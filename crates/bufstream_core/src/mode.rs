//! fopen-style mode strings.
//!
//! `"r"`, `"w"` and `"a"`, optionally followed by `+` (read and write),
//! `b` (accepted and ignored, there is no text mode) and `x` (fail if the
//! file exists) in any order.

use crate::error::{StreamError, StreamResult};
use std::fs::OpenOptions;

/// How a file is opened.
#[derive(Debug, Clone, Copy, Default, PartialEq, Eq)]
pub struct OpenFlags {
    /// Open for reading.
    pub readable: bool,
    /// Open for writing.
    pub writable: bool,
    /// Every write goes to the end of the file.
    pub append: bool,
    /// Truncate an existing file to zero length.
    pub truncate: bool,
    /// Create the file if it does not exist.
    pub create: bool,
    /// Fail if the file already exists.
    pub exclusive: bool,
}

impl OpenFlags {
    /// Converts the flags into [`OpenOptions`].
    #[must_use]
    pub fn to_open_options(&self) -> OpenOptions {
        let mut options = OpenOptions::new();
        options
            .read(self.readable)
            .write(self.writable && !self.append)
            .append(self.append)
            .truncate(self.truncate);
        if self.exclusive {
            options.create_new(true);
        } else {
            options.create(self.create);
        }
        options
    }
}

/// Parses a mode string such as `"r"`, `"w+"`, `"rb"` or `"a+x"`.
///
/// # Errors
///
/// Returns [`StreamError::InvalidMode`] for an empty string, an unknown base
/// mode or an unknown modifier.
pub fn parse_mode(mode: &str) -> StreamResult<OpenFlags> {
    let invalid = || StreamError::InvalidMode(mode.to_string());
    let mut chars = mode.chars();
    let mut flags = OpenFlags::default();

    match chars.next().ok_or_else(invalid)? {
        'r' => {
            flags.readable = true;
        }
        'w' => {
            flags.writable = true;
            flags.create = true;
            flags.truncate = true;
        }
        'a' => {
            flags.writable = true;
            flags.create = true;
            flags.append = true;
        }
        _ => return Err(invalid()),
    }

    for modifier in chars {
        match modifier {
            '+' => {
                flags.readable = true;
                flags.writable = true;
            }
            'b' => {}
            'x' => flags.exclusive = true,
            _ => return Err(invalid()),
        }
    }

    Ok(flags)
}
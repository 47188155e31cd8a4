//! Write path: write, writev, print and flush.

use crate::error::{StreamError, StreamResult};
use crate::stream::{Stream, BUFFER_START};
use crate::window::Window;
use bufstream_backend::BackendError;
use std::fmt;
use std::io::{self, IoSlice};
use tracing::trace;

impl Stream {
    /// Writes `src` through the buffer.
    ///
    /// Returns the number of bytes accepted. A count below `src.len()`
    /// means the backend failed after all previously buffered bytes had
    /// been flushed and part of `src` had been written; the cause is kept in
    /// [`Stream::last_error`].
    ///
    /// # Errors
    ///
    /// Returns an error if the backend fails while previously buffered
    /// bytes are still outstanding, or before any byte of `src` was
    /// written. The buffered bytes are discarded in that case.
    pub fn write(&mut self, src: &[u8]) -> StreamResult<usize> {
        self.ensure_open()?;
        self.last_error = None;
        if src.is_empty() {
            return Ok(0);
        }
        self.buffer_write(src)
    }

    /// Writes several slices in order, as if by consecutive
    /// [`Stream::write`] calls.
    ///
    /// Stops at the first slice that is not written completely. The count
    /// returned covers only bytes that are either still buffered or known to
    /// have reached the backend: bytes from earlier slices that a later
    /// failure discarded from the buffer are not counted.
    ///
    /// # Errors
    ///
    /// Returns an error if none of the bytes offered survived, either because
    /// the first slice failed or because a later failure discarded every
    /// byte buffered so far.
    pub fn writev(&mut self, bufs: &[IoSlice<'_>]) -> StreamResult<usize> {
        self.ensure_open()?;
        self.last_error = None;

        let mut total = 0;
        // Bytes of this call still sitting in the write buffer.
        let mut unflushed = 0;
        for buf in bufs.iter().filter(|buf| !buf.is_empty()) {
            match self.buffer_write(buf) {
                Ok(n) => {
                    total += n;
                    unflushed = self.window.pending().min(total);
                    if n < buf.len() {
                        break;
                    }
                }
                Err(err) => {
                    let accepted = total - unflushed;
                    if accepted == 0 {
                        return Err(err);
                    }
                    trace!(accepted, discarded = unflushed, "writev cut short");
                    return Ok(accepted);
                }
            }
        }
        Ok(total)
    }

    /// Formats `args` and writes the result.
    ///
    /// ```rust
    /// use bufstream_core::{MemoryBackend, Stream, StreamConfig};
    ///
    /// let backend = MemoryBackend::new();
    /// let mut stream = Stream::memory(backend.reopen(), StreamConfig::default()).unwrap();
    /// stream.print(format_args!("{}-{}", 1, "two")).unwrap();
    /// stream.flush().unwrap();
    /// assert_eq!(backend.data(), b"1-two");
    /// ```
    ///
    /// # Errors
    ///
    /// Same as [`Stream::write`].
    pub fn print(&mut self, args: fmt::Arguments<'_>) -> StreamResult<usize> {
        match args.as_str() {
            Some(text) => self.write(text.as_bytes()),
            None => self.write(args.to_string().as_bytes()),
        }
    }

    /// Pushes buffered bytes to the backend.
    ///
    /// A no-op when nothing is pending, so flushing twice costs one backend
    /// call at most.
    ///
    /// # Errors
    ///
    /// Returns an error if the backend fails; the buffered bytes are
    /// discarded in that case.
    pub fn flush(&mut self) -> StreamResult<()> {
        self.ensure_open()?;
        if self.window.pending() > 0 {
            self.buffer_write(&[])?;
        }
        Ok(())
    }

    /// Enters write mode if needed and writes `src` through the buffer; an
    /// empty `src` forces the buffered bytes out.
    fn buffer_write(&mut self, src: &[u8]) -> StreamResult<usize> {
        let (mut base, pos, end) = match self.window {
            Window::Writing { base, pos, end } => (base, pos, end),
            _ => {
                self.enter_write_mode()?;
                (BUFFER_START, BUFFER_START, self.buffer_end())
            }
        };

        if !src.is_empty() && end > pos + src.len() {
            self.buf[pos..pos + src.len()].copy_from_slice(src);
            self.window = Window::Writing {
                base,
                pos: pos + src.len(),
                end,
            };
            return Ok(src.len());
        }

        let mut written = 0;
        let mut remaining = (pos - base) + src.len();
        loop {
            let result = {
                let backend = self.backend.as_deref_mut().ok_or(StreamError::Closed)?;
                let rest = IoSlice::new(&src[written..]);
                if base < pos {
                    backend.writev(&[IoSlice::new(&self.buf[base..pos]), rest])
                } else {
                    backend.writev(&[rest])
                }
            };
            let result = match result {
                Ok(0) if remaining > 0 => Err(BackendError::Io(io::ErrorKind::WriteZero.into())),
                other => other,
            };

            let n = match result {
                Ok(n) => n,
                Err(err) => {
                    let buffered_outstanding = base < pos;
                    self.window = Window::Idle;
                    let err = self.record(err);
                    if buffered_outstanding || written == 0 {
                        return Err(err);
                    }
                    return Ok(written);
                }
            };
            trace!(offered = remaining, accepted = n, "backend writev");

            if n >= remaining {
                self.window = Window::Writing {
                    base: BUFFER_START,
                    pos: BUFFER_START,
                    end: self.buffer_end(),
                };
                return Ok(src.len());
            }

            remaining -= n;
            let buffered = pos - base;
            if n >= buffered {
                base = pos;
                written += n - buffered;
            } else {
                base += n;
            }
        }
    }
}
//! # bufstream backend
//!
//! Unbuffered I/O backends for bufstream.
//!
//! This crate provides the lowest-level I/O abstraction underneath a
//! buffered stream. Backends are **raw byte channels** - they move bytes
//! exactly as asked and never buffer on their own.
//!
//! ## Design Principles
//!
//! - Four operations: close, vectored read, vectored write, seek
//! - Short reads and short writes are normal results, not errors
//! - Failures carry an [`ErrorCode`] that the stream layer keeps around
//! - Must be `Send` so a stream can move between threads
//!
//! ## Available Backends
//!
//! - [`FdBackend`] - OS file descriptors
//! - [`MemoryBackend`] - Shared in-memory bytes, for tests and string streams
//!
//! ## Example
//!
//! ```rust
//! use bufstream_backend::{Backend, MemoryBackend};
//! use std::io::{IoSlice, IoSliceMut, SeekFrom};
//!
//! let mut backend = MemoryBackend::new();
//! backend.writev(&[IoSlice::new(b"hello "), IoSlice::new(b"world")]).unwrap();
//! backend.seek(SeekFrom::Start(6)).unwrap();
//!
//! let mut buf = [0u8; 5];
//! backend.readv(&mut [IoSliceMut::new(&mut buf)]).unwrap();
//! assert_eq!(&buf, b"world");
//! ```

#![deny(unsafe_code)]
#![warn(missing_docs)]

mod backend;
mod error;
mod fd;
mod memory;

pub use backend::Backend;
pub use error::{BackendError, BackendResult, ErrorCode};
pub use fd::FdBackend;
pub use memory::MemoryBackend;
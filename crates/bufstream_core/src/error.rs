//! Error types for stream operations.

use bufstream_backend::BackendError;
use std::io;
use std::path::PathBuf;
use thiserror::Error;

/// Result type for stream operations.
pub type StreamResult<T> = Result<T, StreamError>;

/// Errors that can occur in stream operations.
///
/// Transfers that move fewer bytes than requested are not errors; they are
/// reported as `Ok` with the shorter count.
#[derive(Debug, Error)]
pub enum StreamError {
    /// The backend could not be opened.
    #[error("failed to open {path:?}: {source}")]
    Open {
        /// Path that was being opened.
        path: PathBuf,
        /// Underlying backend failure.
        #[source]
        source: BackendError,
    },

    /// The stream buffer could not be allocated.
    #[error("cannot allocate a {requested}-byte stream buffer")]
    OutOfMemory {
        /// Requested buffer size in bytes.
        requested: usize,
    },

    /// A backend read, write, seek or close failed.
    #[error("I/O error: {0}")]
    Io(#[from] BackendError),

    /// The fopen-style mode string is not valid.
    #[error("invalid open mode: {0:?}")]
    InvalidMode(String),

    /// No room left in front of the read window for pushed-back bytes.
    #[error("unget buffer is full")]
    UngetFull,

    /// The stream has been closed.
    #[error("stream is closed")]
    Closed,
}

impl StreamError {
    /// Returns the closest [`io::ErrorKind`] for this error.
    #[must_use]
    pub fn kind(&self) -> io::ErrorKind {
        match self {
            Self::Open { source, .. } | Self::Io(source) => source.code().kind,
            Self::OutOfMemory { .. } => io::ErrorKind::OutOfMemory,
            Self::InvalidMode(_) => io::ErrorKind::InvalidInput,
            Self::UngetFull => io::ErrorKind::Other,
            Self::Closed => io::ErrorKind::NotConnected,
        }
    }
}

impl From<StreamError> for io::Error {
    fn from(err: StreamError) -> Self {
        match err {
            StreamError::Io(BackendError::Io(inner)) => inner,
            other => {
                let kind = other.kind();
                io::Error::new(kind, other)
            }
        }
    }
}

#[cfg(test)]
mod tests {
    use super::*;

    #[test]
    fn backend_io_error_passes_through() {
        let err = StreamError::Io(BackendError::Io(io::Error::from_raw_os_error(28)));
        let io_err = io::Error::from(err);
        assert_eq!(io_err.raw_os_error(), Some(28));
    }

    #[test]
    fn closed_converts_to_not_connected() {
        let io_err = io::Error::from(StreamError::Closed);
        assert_eq!(io_err.kind(), io::ErrorKind::NotConnected);
    }

    #[test]
    fn open_error_reports_source_kind() {
        let err = StreamError::Open {
            path: PathBuf::from("missing"),
            source: BackendError::Io(io::Error::from(io::ErrorKind::NotFound)),
        };
        assert_eq!(err.kind(), io::ErrorKind::NotFound);
        assert!(err.to_string().contains("missing"));
    }
}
──────
Reproducing the whole listing above is not the task. Copy exactly only the lines from the one with "use std::fmt;" to the one with "survived, either because", both kept.

use std::fmt;
use std::io::{self, IoSlice};
use tracing::trace;

impl Stream {
    /// Writes `src` through the buffer.
    ///
    /// Returns the number of bytes accepted. A count below `src.len()`
    /// means the backend failed after all previously buffered bytes had
    /// been flushed and part of `src` had been written; the cause is kept in
    /// [`Stream::last_error`].
    ///
    /// # Errors
    ///
    /// Returns an error if the backend fails while previously buffered
    /// bytes are still outstanding, or before any byte of `src` was
    /// written. The buffered bytes are discarded in that case.
    pub fn write(&mut self, src: &[u8]) -> StreamResult<usize> {
        self.ensure_open()?;
        self.last_error = None;
        if src.is_empty() {
            return Ok(0);
        }
        self.buffer_write(src)
    }

    /// Writes several slices in order, as if by consecutive
    /// [`Stream::write`] calls.
    ///
    /// Stops at the first slice that is not written completely. The count
    /// returned covers only bytes that are either still buffered or known to
    /// have reached the backend: bytes from earlier slices that a later
    /// failure discarded from the buffer are not counted.
    ///
    /// # Errors
    ///
    /// Returns an error if none of the bytes offered survived, either because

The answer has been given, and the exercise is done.